#John Baldessari Show Money With Space Between 

John Baldessari is often endearingly referred to as “the guy that puts dots over people’s faces.” He is considered the godfather of conceptualism, having made a career out of defying expectations. Over 50 years, his inquisitive approach to making art has expanded the parameters of what we consider to be “art.” His work certainly succeeds in making people stop, look and reflect rather than simply taking it in passively. His sharp insights into the nature of perception and relationships between images are engaging, highlighted by his trademark deadpan humor. 

Baldessari pledged, in a 1970 groundbreaking work “I will not make anymore boring art.” This pledge was addressed to both his viewers but also to himself. He has remained true to his word, never shying away from new media, allowing his works to always retain a freshness and relevance that many younger artists struggle to match. Through his experimentations, he became responsible for the way many artists use appropriation in their work today. Kruger, Sherman and Salle are among the many that cite him as an influence. He is a giant of contemporary art. 

This week’s Work of the Week! WOW! is named Money with Space Between.

Baldessari has spent his entire life living and working in California. It is therefore not surprising that much of his works incorporate Hollywood film stills and other cinematic imagery. The artist never addresses the source of his images, considering the copy itself the true source. Money with Space Between has all the visual and narrative qualities of a film still – an action is taking place between two men dressed in suits, their faces obscured by Baldessari’s famous dots. 

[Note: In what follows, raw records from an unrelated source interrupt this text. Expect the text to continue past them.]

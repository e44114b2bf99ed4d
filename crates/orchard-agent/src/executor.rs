//! Committing to a waypoint chain and walking it one action per turn.

use std::collections::VecDeque;

use orchard_core::{Action, Board, GeomError, Point, move_direction};
use orchard_paths::{RoutePlanner, canonical_box, nodes_in_box, select_path};

use crate::stash::{FruitStash, NodeFruitMap};

/// Walks a committed waypoint chain, replanning whenever its destination is
/// gone.
#[derive(Debug, Default)]
pub struct RouteExecutor {
    planner: RoutePlanner,
    plan: VecDeque<Point>,
}

impl RouteExecutor {
    pub fn new() -> Self {
        Self::default()
    }

    /// Waypoints still ahead, the next one first.
    pub fn plan(&self) -> &VecDeque<Point> {
        &self.plan
    }

    /// The planner and its refinement cache.
    pub fn planner(&self) -> &RoutePlanner {
        &self.planner
    }

    /// Last point of the committed plan.
    pub fn destination(&self) -> Option<Point> {
        self.plan.back().copied()
    }

    /// Whether the plan must be rebuilt before it can be followed.
    pub fn is_stale(&self, board: &Board) -> bool {
        self.destination().is_none_or(|d| !board.has_fruit(d))
    }

    /// The action for this turn.
    ///
    /// Planning failures are logged and answered with [`Action::Pass`].
    pub fn next_action(
        &mut self,
        position: Point,
        board: &Board,
        stash: &FruitStash,
        fruits: &NodeFruitMap,
    ) -> Action {
        if self.is_stale(board) {
            if !self.plan.is_empty() {
                log::debug!("destination emptied, replanning from {position}");
                self.plan.clear();
            }
            match self.replan(position, stash, fruits) {
                Ok(true) => {}
                Ok(false) => return Action::Pass,
                Err(err) => {
                    log::warn!("planning from {position} failed: {err}");
                    return Action::Pass;
                }
            }
        }
        self.advance(position, board)
    }

    fn advance(&mut self, position: Point, board: &Board) -> Action {
        while self.plan.front() == Some(&position) {
            self.plan.pop_front();
            if board.has_fruit(position) {
                return Action::Take;
            }
        }
        self.plan
            .front()
            .and_then(|&next| move_direction(next, position))
            .map_or(Action::Pass, Action::from)
    }

    /// Commit to a new plan toward the closest fruit of the rarest live
    /// category. `Ok(false)` when there is nothing left to go for.
    fn replan(
        &mut self,
        position: Point,
        stash: &FruitStash,
        fruits: &NodeFruitMap,
    ) -> Result<bool, GeomError> {
        let Some(rarest) = stash.rarest() else {
            return Ok(false);
        };
        let Some(target) = stash.closest(rarest, position) else {
            return Ok(false);
        };
        if target == position {
            self.plan = VecDeque::from([position]);
            return Ok(true);
        }

        let rect = canonical_box(position, target)?;
        let waypoints: Vec<Point> =
            nodes_in_box(rect, stash.all_locations(), |p| p != position).collect();
        let chains = self.planner.possible_paths(position, target, waypoints)?;
        let Some(best) = select_path(&chains, stash.rarity(), fruits) else {
            return Ok(false);
        };
        log::debug!(
            "plan toward {rarest} at {target}: {} waypoints, {} candidates",
            best.len(),
            chains.len()
        );
        self.plan = best.iter().copied().collect();
        Ok(true)
    }
}
//! Dominance-graph construction.
//!
//! Enumerating every monotone unit-step path between two points is
//! combinatorial in their distance. Instead, each waypoint only keeps edges to
//! its *dominance frontier*: the candidates inside its box toward the
//! destination that are not themselves inside the box of another candidate.
//! Anything behind the frontier is reached through a frontier node.

use std::collections::BTreeSet;
use std::rc::Rc;

use orchard_core::{GeomError, Point, Rect};

use crate::distance::nodes_in_box;
use crate::planner::{DominanceGraph, Refinement, RoutePlanner};

/// Nodes reachable in two steps, and each node's candidates toward `end`.
#[derive(Debug, Clone, Default, PartialEq, Eq)]
pub struct TwoStep {
    pub reachable: BTreeSet<Point>,
    pub graph: DominanceGraph,
}

/// For each node, collect the other nodes inside its box toward `end`.
///
/// `end` itself has no box toward itself and never gets an entry. Every node
/// that appears in some other node's box is marked reachable in two steps.
pub fn refine(end: Point, nodes: &BTreeSet<Point>) -> TwoStep {
    let mut out = TwoStep::default();
    for &n in nodes {
        let Ok(rect) = Rect::spanning(n, end) else {
            continue;
        };
        let candidates: BTreeSet<Point> =
            nodes_in_box(rect, nodes.iter().copied(), |p| p != n).collect();
        if candidates.is_empty() {
            continue;
        }
        out.reachable.extend(candidates.iter().copied());
        out.graph.insert(n, candidates);
    }
    out
}

impl RoutePlanner {
    /// One memoized refinement step: the frontier of `nodes` toward `end`
    /// plus every node's candidate set.
    pub fn single_refinement_step(&mut self, end: Point, nodes: &BTreeSet<Point>) -> Rc<Refinement> {
        if let Some(hit) = self.cache.get(end, nodes) {
            log::trace!("refinement cache hit: {} nodes toward {end}", nodes.len());
            return hit;
        }
        let TwoStep { reachable, graph } = refine(end, nodes);
        let filtered = nodes.difference(&reachable).copied().collect();
        self.cache.insert(end, nodes, Refinement { filtered, graph })
    }

    /// Build the dominance graph from `start` toward `end` over `nodes`.
    ///
    /// `nodes` are expected to lie inside the box of `start` and `end` and to
    /// exclude `start`; `end` is added when missing. Every edge `u -> v`
    /// satisfies `v ∈ box(u, end)`, and `u` keeps only its immediate
    /// successors.
    pub fn construct_restricted_paths(
        &mut self,
        start: Point,
        end: Point,
        nodes: &BTreeSet<Point>,
    ) -> Result<DominanceGraph, GeomError> {
        if start == end {
            return Err(GeomError::Degenerate(start));
        }
        let mut graph = DominanceGraph::new();
        self.restrict(start, end, nodes.clone(), &mut graph);
        log::trace!(
            "dominance graph {start} -> {end}: {} nodes, {} edges",
            graph.len(),
            graph.values().map(BTreeSet::len).sum::<usize>()
        );
        Ok(graph)
    }

    fn restrict(
        &mut self,
        start: Point,
        end: Point,
        mut nodes: BTreeSet<Point>,
        graph: &mut DominanceGraph,
    ) {
        nodes.insert(end);
        let step = self.single_refinement_step(end, &nodes);
        if step.graph.is_empty() {
            graph.entry(start).or_default().extend(nodes);
            return;
        }
        graph
            .entry(start)
            .or_default()
            .extend(step.filtered.iter().copied());
        for (&k, candidates) in &step.graph {
            // A node's candidate set toward `end` does not depend on which
            // predecessor reached it, so its subgraph is built once.
            if graph.contains_key(&k) {
                continue;
            }
            self.restrict(k, end, candidates.clone(), graph);
        }
    }
}
//! Geometry primitives: [`Point`] and the canonical bounding box [`Rect`].
//!
//! A [`Rect`] is the smallest axis-aligned rectangle that holds every
//! monotone lattice path between two points. Unlike a half-open range, both
//! of its corners are inclusive.

use std::fmt;
use std::ops::{Add, Sub};

use crate::error::GeomError;

// ---------------------------------------------------------------------------
// Point
// ---------------------------------------------------------------------------

/// A board position. `x` is the column (grows east), `y` is the row (grows
/// south).
///
/// Points order column-major (`x`, then `y`), which is the order a board
/// scan visits them in.
#[derive(Copy, Clone, Debug, Default, PartialEq, Eq, Hash)]
#[cfg_attr(feature = "serde", derive(serde::Serialize, serde::Deserialize))]
pub struct Point {
    pub x: i32,
    pub y: i32,
}

impl Point {
    /// Origin (0, 0).
    pub const ZERO: Self = Self { x: 0, y: 0 };

    /// Create a new point.
    #[inline]
    pub const fn new(x: i32, y: i32) -> Self {
        Self { x, y }
    }

    /// Return a point shifted by (dx, dy).
    #[inline]
    pub const fn shift(self, dx: i32, dy: i32) -> Self {
        Self {
            x: self.x + dx,
            y: self.y + dy,
        }
    }

    /// Per-axis sign of the step from `self` toward `to`.
    #[inline]
    pub fn heading_to(self, to: Point) -> Point {
        Point::new((to.x - self.x).signum(), (to.y - self.y).signum())
    }
}

impl PartialOrd for Point {
    fn partial_cmp(&self, other: &Self) -> Option<std::cmp::Ordering> {
        Some(self.cmp(other))
    }
}

impl Ord for Point {
    fn cmp(&self, other: &Self) -> std::cmp::Ordering {
        self.x.cmp(&other.x).then(self.y.cmp(&other.y))
    }
}

impl fmt::Display for Point {
    fn fmt(&self, f: &mut fmt::Formatter<'_>) -> fmt::Result {
        write!(f, "({}, {})", self.x, self.y)
    }
}

impl Add for Point {
    type Output = Self;
    #[inline]
    fn add(self, rhs: Self) -> Self {
        Self::new(self.x + rhs.x, self.y + rhs.y)
    }
}

impl Sub for Point {
    type Output = Self;
    #[inline]
    fn sub(self, rhs: Self) -> Self {
        Self::new(self.x - rhs.x, self.y - rhs.y)
    }
}

// ---------------------------------------------------------------------------
// Rect
// ---------------------------------------------------------------------------

/// How the two source points of a [`Rect`] relate to each other.
#[derive(Copy, Clone, Debug, PartialEq, Eq, Hash)]
#[cfg_attr(feature = "serde", derive(serde::Serialize, serde::Deserialize))]
pub enum Heading {
    /// Same row, different columns.
    Horizontal,
    /// Same column, different rows.
    Vertical,
    /// Both coordinates change with the same sign.
    Diagonal,
    /// Both coordinates change with opposite signs. The corners of the box
    /// are synthetic and never path endpoints.
    AntiDiagonal,
}

/// Canonical bounding box of two distinct points.
///
/// `left.x <= right.x` and `left.y <= right.y` always hold. Both corners are
/// part of the box.
#[derive(Copy, Clone, Debug, PartialEq, Eq, Hash)]
#[cfg_attr(feature = "serde", derive(serde::Serialize, serde::Deserialize))]
pub struct Rect {
    pub left: Point,
    pub right: Point,
    pub heading: Heading,
}

impl Rect {
    /// Canonical box of every monotone path between `a` and `b`.
    ///
    /// Coincident points do not describe a path and are rejected with
    /// [`GeomError::Degenerate`].
    pub fn spanning(a: Point, b: Point) -> Result<Self, GeomError> {
        let step = a.heading_to(b);
        let (left, right, heading) = match (step.x, step.y) {
            (0, 0) => return Err(GeomError::Degenerate(a)),
            (0, _) => {
                let (l, r) = if a.y < b.y { (a, b) } else { (b, a) };
                (l, r, Heading::Vertical)
            }
            (_, 0) => {
                let (l, r) = if a.x < b.x { (a, b) } else { (b, a) };
                (l, r, Heading::Horizontal)
            }
            (sx, sy) if sx == sy => {
                let (l, r) = if a.x < b.x { (a, b) } else { (b, a) };
                (l, r, Heading::Diagonal)
            }
            _ => {
                // Exchange the columns so that the corners become the
                // top-left and bottom-right of the rectangle.
                let ca = Point::new(b.x, a.y);
                let cb = Point::new(a.x, b.y);
                let (l, r) = if ca.x < cb.x { (ca, cb) } else { (cb, ca) };
                (l, r, Heading::AntiDiagonal)
            }
        };
        Ok(Self {
            left,
            right,
            heading,
        })
    }

    /// Smallest row covered by the box.
    #[inline]
    pub fn top(self) -> i32 {
        self.left.y.min(self.right.y)
    }

    /// Largest row covered by the box.
    #[inline]
    pub fn bottom(self) -> i32 {
        self.left.y.max(self.right.y)
    }

    /// Whether `p` lies inside the box, boundaries included.
    #[inline]
    pub fn contains(self, p: Point) -> bool {
        p.x >= self.left.x && p.x <= self.right.x && p.y >= self.top() && p.y <= self.bottom()
    }
}

impl fmt::Display for Rect {
    fn fmt(&self, f: &mut fmt::Formatter<'_>) -> fmt::Result {
        write!(f, "[{}..={}]", self.left, self.right)
    }
}
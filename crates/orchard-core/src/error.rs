//! Error types shared by the orchard crates.

use std::fmt;

use crate::geom::Point;

/// Errors raised by box and path requests.
#[derive(Debug, Clone, Copy, PartialEq, Eq)]
pub enum GeomError {
    /// Both endpoints of a box or path request are the same point.
    Degenerate(Point),
}

impl fmt::Display for GeomError {
    fn fmt(&self, f: &mut fmt::Formatter<'_>) -> fmt::Result {
        match self {
            Self::Degenerate(p) => write!(f, "degenerate request: both endpoints are {p}"),
        }
    }
}

impl std::error::Error for GeomError {}

/// Errors raised while building a [`Board`](crate::Board).
#[derive(Debug, Clone, PartialEq, Eq)]
pub enum BoardError {
    /// Columns of differing heights.
    Ragged {
        column: usize,
        expected: usize,
        got: usize,
    },
    /// A board needs at least one cell.
    Empty,
}

impl fmt::Display for BoardError {
    fn fmt(&self, f: &mut fmt::Formatter<'_>) -> fmt::Result {
        match self {
            Self::Ragged {
                column,
                expected,
                got,
            } => write!(
                f,
                "board: column {column} has {got} cells, expected {expected}"
            ),
            Self::Empty => f.write_str("board: no cells"),
        }
    }
}

impl std::error::Error for BoardError {}
//! The per-turn queries a game host answers.

use std::collections::BTreeMap;

use orchard_core::{Board, Count, FruitType, Point};

/// Read-only view of the game a host exposes to an agent each turn.
pub trait Host {
    /// Current board snapshot.
    fn board(&self) -> &Board;

    /// The agent's own position.
    fn my_position(&self) -> Point;

    /// The opponent's position.
    fn opponent_position(&self) -> Point;

    /// How much of `fruit` the agent has collected.
    fn my_item_count(&self, fruit: FruitType) -> Count;

    /// How much of `fruit` the opponent has collected.
    fn opponent_item_count(&self, fruit: FruitType) -> Count;

    /// How many items of `fruit` the episode started with.
    fn total_item_count(&self, fruit: FruitType) -> u32;
}

/// An owned, self-contained [`Host`] answer set for one turn.
#[derive(Debug, Clone)]
pub struct Snapshot {
    pub board: Board,
    pub me: Point,
    pub opponent: Point,
    pub mine: BTreeMap<FruitType, Count>,
    pub theirs: BTreeMap<FruitType, Count>,
    pub totals: BTreeMap<FruitType, u32>,
}

impl Snapshot {
    /// A snapshot with no items collected yet; totals are read off `board`.
    pub fn new(board: Board, me: Point, opponent: Point) -> Self {
        let mut totals = BTreeMap::new();
        for (_, f) in board.fruits() {
            *totals.entry(f).or_insert(0) += 1;
        }
        Self {
            board,
            me,
            opponent,
            mine: BTreeMap::new(),
            theirs: BTreeMap::new(),
            totals,
        }
    }
}

impl Host for Snapshot {
    fn board(&self) -> &Board {
        &self.board
    }

    fn my_position(&self) -> Point {
        self.me
    }

    fn opponent_position(&self) -> Point {
        self.opponent
    }

    fn my_item_count(&self, fruit: FruitType) -> Count {
        self.mine.get(&fruit).copied().unwrap_or_default()
    }

    fn opponent_item_count(&self, fruit: FruitType) -> Count {
        self.theirs.get(&fruit).copied().unwrap_or_default()
    }

    fn total_item_count(&self, fruit: FruitType) -> u32 {
        self.totals.get(&fruit).copied().unwrap_or(0)
    }
}

#[cfg(test)]
mod tests {
    use super::*;

    #[test]
    fn snapshot_totals_come_from_the_board() {
        let mut board = Board::new(3, 3);
        board.set(Point::new(0, 0), 1);
        board.set(Point::new(2, 1), 1);
        board.set(Point::new(1, 2), 2);
        let snap = Snapshot::new(board, Point::new(1, 1), Point::new(0, 2));
        let apple = FruitType::new(1).unwrap();
        assert_eq!(snap.total_item_count(apple), 2);
        assert_eq!(snap.my_item_count(apple), Count::ZERO);
        assert_eq!(snap.my_position(), Point::new(1, 1));
        assert_eq!(snap.opponent_position(), Point::new(0, 2));
    }
}
//! The [`Board`]: a fixed-size, column-major grid of fruit cells.
//!
//! A cell holds `0` when empty and a positive [`FruitType`] id otherwise.
//! Storage is column-major (`cells[x * height + y]`), the layout hosts hand
//! boards over in, so iteration visits columns left to right and each column
//! top to bottom.

use crate::error::BoardError;
use crate::fruit::FruitType;
use crate::geom::Point;

/// A 2D grid of fruit cells.
#[derive(Debug, Clone, PartialEq, Eq)]
#[cfg_attr(feature = "serde", derive(serde::Serialize, serde::Deserialize))]
pub struct Board {
    cells: Vec<u32>,
    width: i32,
    height: i32,
}

impl Board {
    /// Create an empty board.
    pub fn new(width: i32, height: i32) -> Self {
        let w = width.max(0);
        let h = height.max(0);
        Self {
            cells: vec![0; w as usize * h as usize],
            width: w,
            height: h,
        }
    }

    /// Build a board from its columns (`columns[x][y]`).
    pub fn from_columns<C: AsRef<[u32]>>(columns: &[C]) -> Result<Self, BoardError> {
        let height = columns.first().map_or(0, |c| c.as_ref().len());
        if height == 0 {
            return Err(BoardError::Empty);
        }
        let mut cells = Vec::with_capacity(columns.len() * height);
        for (column, c) in columns.iter().enumerate() {
            let c = c.as_ref();
            if c.len() != height {
                return Err(BoardError::Ragged {
                    column,
                    expected: height,
                    got: c.len(),
                });
            }
            cells.extend_from_slice(c);
        }
        Ok(Self {
            cells,
            width: columns.len() as i32,
            height: height as i32,
        })
    }

    #[inline]
    fn index(&self, p: Point) -> Option<usize> {
        if self.contains(p) {
            Some((p.x * self.height + p.y) as usize)
        } else {
            None
        }
    }

    /// Number of columns.
    pub fn width(&self) -> i32 {
        self.width
    }

    /// Number of rows.
    pub fn height(&self) -> i32 {
        self.height
    }

    /// Whether `p` is on the board.
    pub fn contains(&self, p: Point) -> bool {
        p.x >= 0 && p.y >= 0 && p.x < self.width && p.y < self.height
    }

    /// Raw cell value at `p`, or `None` off the board.
    pub fn at(&self, p: Point) -> Option<u32> {
        self.index(p).map(|i| self.cells[i])
    }

    /// Fruit at `p`, if any.
    pub fn fruit_at(&self, p: Point) -> Option<FruitType> {
        self.at(p).and_then(FruitType::new)
    }

    /// Whether `p` holds fruit of any type.
    pub fn has_fruit(&self, p: Point) -> bool {
        self.fruit_at(p).is_some()
    }

    /// Set the raw cell value at `p`. Does nothing off the board.
    pub fn set(&mut self, p: Point, value: u32) {
        if let Some(i) = self.index(p) {
            self.cells[i] = value;
        }
    }

    /// Empty the cell at `p`, returning what it held.
    pub fn take(&mut self, p: Point) -> Option<FruitType> {
        let i = self.index(p)?;
        let fruit = FruitType::new(self.cells[i]);
        self.cells[i] = 0;
        fruit
    }

    /// Number of cells holding `fruit`.
    pub fn count(&self, fruit: FruitType) -> usize {
        self.cells.iter().filter(|&&c| c == fruit.id()).count()
    }

    /// Iterate over `(Point, value)` pairs in column-major order.
    pub fn iter(&self) -> impl Iterator<Item = (Point, u32)> + '_ {
        let h = self.height.max(1);
        self.cells
            .iter()
            .enumerate()
            .map(move |(i, &c)| (Point::new(i as i32 / h, i as i32 % h), c))
    }

    /// Iterate over the cells holding fruit, in column-major order.
    pub fn fruits(&self) -> impl Iterator<Item = (Point, FruitType)> + '_ {
        self.iter()
            .filter_map(|(p, c)| FruitType::new(c).map(|f| (p, f)))
    }
}
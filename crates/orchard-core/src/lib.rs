//! **orchard-core**: core types for a turn-based fruit-collecting agent.
//!
//! This crate provides the foundational types used across the *orchard*
//! workspace: board positions and canonical bounding boxes, the column-major
//! fruit board, fruit categories with half-unit tallies, and the per-turn
//! action vocabulary.

pub mod action;
pub mod board;
pub mod error;
pub mod fruit;
pub mod geom;

pub use action::{Action, Direction, move_direction};
pub use board::Board;
pub use error::{BoardError, GeomError};
pub use fruit::{Count, FruitType};
pub use geom::{Heading, Point, Rect};
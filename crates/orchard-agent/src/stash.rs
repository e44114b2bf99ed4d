//! Per-turn fruit bookkeeping: where each live category's fruit lies and how
//! rare each category is.

use std::collections::{BTreeMap, BTreeSet};

use orchard_core::{Board, Count, FruitType, Point};
use orchard_paths::{FruitLookup, manhattan};

use crate::host::Host;

/// Known fruit locations grouped by category, restricted to categories that
/// are still contested.
///
/// A category is decided once either player holds strictly more than half of
/// its items; decided categories and categories with nothing left on the
/// board are dropped.
#[derive(Debug, Clone, Default, PartialEq, Eq)]
pub struct FruitStash {
    locations: BTreeMap<FruitType, BTreeSet<Point>>,
    win_counts: BTreeMap<FruitType, Count>,
    rarity: Vec<FruitType>,
}

impl FruitStash {
    /// An empty stash.
    pub fn new() -> Self {
        Self::default()
    }

    /// Build the stash from this turn's board and tallies.
    pub fn observe<H: Host + ?Sized>(host: &H) -> Self {
        let mut found: BTreeMap<FruitType, BTreeSet<Point>> = BTreeMap::new();
        for (p, f) in host.board().fruits() {
            found.entry(f).or_default().insert(p);
        }

        let mut stash = Self::new();
        for (f, points) in found {
            let win = Count::from_halves(host.total_item_count(f));
            if host.my_item_count(f) > win || host.opponent_item_count(f) > win {
                continue;
            }
            stash.win_counts.insert(f, win);
            stash.locations.insert(f, points);
        }
        stash.rarity = stash.locations.keys().copied().collect();
        let wins = &stash.win_counts;
        stash.rarity.sort_by_key(|f| (wins[f], *f));
        stash
    }

    /// Whether no contested fruit remains.
    pub fn is_empty(&self) -> bool {
        self.rarity.is_empty()
    }

    /// Live categories, rarest (lowest win count) first.
    pub fn rarity(&self) -> &[FruitType] {
        &self.rarity
    }

    /// The rarest live category.
    pub fn rarest(&self) -> Option<FruitType> {
        self.rarity.first().copied()
    }

    /// Whether `fruit` is still contested and on the board.
    pub fn is_live(&self, fruit: FruitType) -> bool {
        self.locations.contains_key(&fruit)
    }

    /// Known locations of `fruit`.
    pub fn locations(&self, fruit: FruitType) -> Option<&BTreeSet<Point>> {
        self.locations.get(&fruit)
    }

    /// Count needed, strictly exceeded, to claim `fruit`.
    pub fn win_count(&self, fruit: FruitType) -> Option<Count> {
        self.win_counts.get(&fruit).copied()
    }

    /// Every known location of every live category.
    pub fn all_locations(&self) -> impl Iterator<Item = Point> + '_ {
        self.locations.values().flatten().copied()
    }

    /// Location of `fruit` closest to `from`; ties go to the earliest in
    /// stash order. `None` when the category has no known location.
    pub fn closest(&self, fruit: FruitType, from: Point) -> Option<Point> {
        self.locations
            .get(&fruit)?
            .iter()
            .copied()
            .min_by_key(|&p| manhattan(p, from))
    }

    /// Closest live fruit of any category.
    pub fn closest_any(&self, from: Point) -> Option<Point> {
        self.rarity
            .iter()
            .filter_map(|&f| self.closest(f, from))
            .min_by_key(|&p| manhattan(p, from))
    }
}

/// Which fruit each known fruit-bearing point holds.
#[derive(Debug, Clone, Default, PartialEq, Eq)]
pub struct NodeFruitMap(BTreeMap<Point, FruitType>);

impl NodeFruitMap {
    /// Every fruit-bearing cell of `board`.
    pub fn from_board(board: &Board) -> Self {
        Self(board.fruits().collect())
    }

    pub fn len(&self) -> usize {
        self.0.len()
    }

    pub fn is_empty(&self) -> bool {
        self.0.is_empty()
    }

    pub fn get(&self, p: Point) -> Option<FruitType> {
        self.0.get(&p).copied()
    }
}

impl FruitLookup for NodeFruitMap {
    fn fruit_at(&self, p: Point) -> Option<FruitType> {
        self.get(p)
    }
}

Baldessari came upon colored stickers on produce at grocery stores and found the simple method of demarkation and concealment fascinating. The dots hide from view areas of interest and force the viewer to refocus their attention on other elements. In placing dots over the faces of the two men inMoney with Space Between, the action that taking place – an exchange of money – becomes the focal point. Through eliminating all additional information, such as the expressions on the protagonist’s faces, Baldessari gives the viewer the freedom to interpret the situation and make their own assumptions. 

Despite that the dots can be challenging or startling to the viewer, this is not a work that requires deep reflection. It is simple and straightforward. The title says it all: money with space between. What is complex about this work is the presentation. There are specific instructions on how to frame the piece, provided by artist. Both panels are framed separately. The top and bottom margins are 2 1/2 inches wide, the left margin on panel A (the left panel), is 1 1/2 inches wide, and the right margin 1/2 an inch wide. Conversely, panel B is a mirror opposite, the left margin being 1/2 inches and the right margin 1 1/2 inches. The frame itself is specified to be a black matte finish, with the face measuring 3/4 in, and 2 inches deep. The space between the two sheets (not the frames) is to measure 4 1/2 inches. When looking at the work as a whole, the specifications of the framework create an illusion of it being one whole piece, as opposed to two separate panels. 

In a 2013 interview with David Salle, Baldessari said: “I go back and forth between wanting to be abundantly simple and maddeningly complex. I always compare what I do to the work of a mystery writer—like, you don’t want to know the end of the book right away. What a good writer does is give you false clues. You go here, no, that’s not right; you go here, no, that’s not right, and then … I much prefer that kind of game. But then you get tired of yourself and you just want to be forthright.” In Money with Space Between Baldessari manages to capture both simplicity and complexity in a manner that is truly unique to him. 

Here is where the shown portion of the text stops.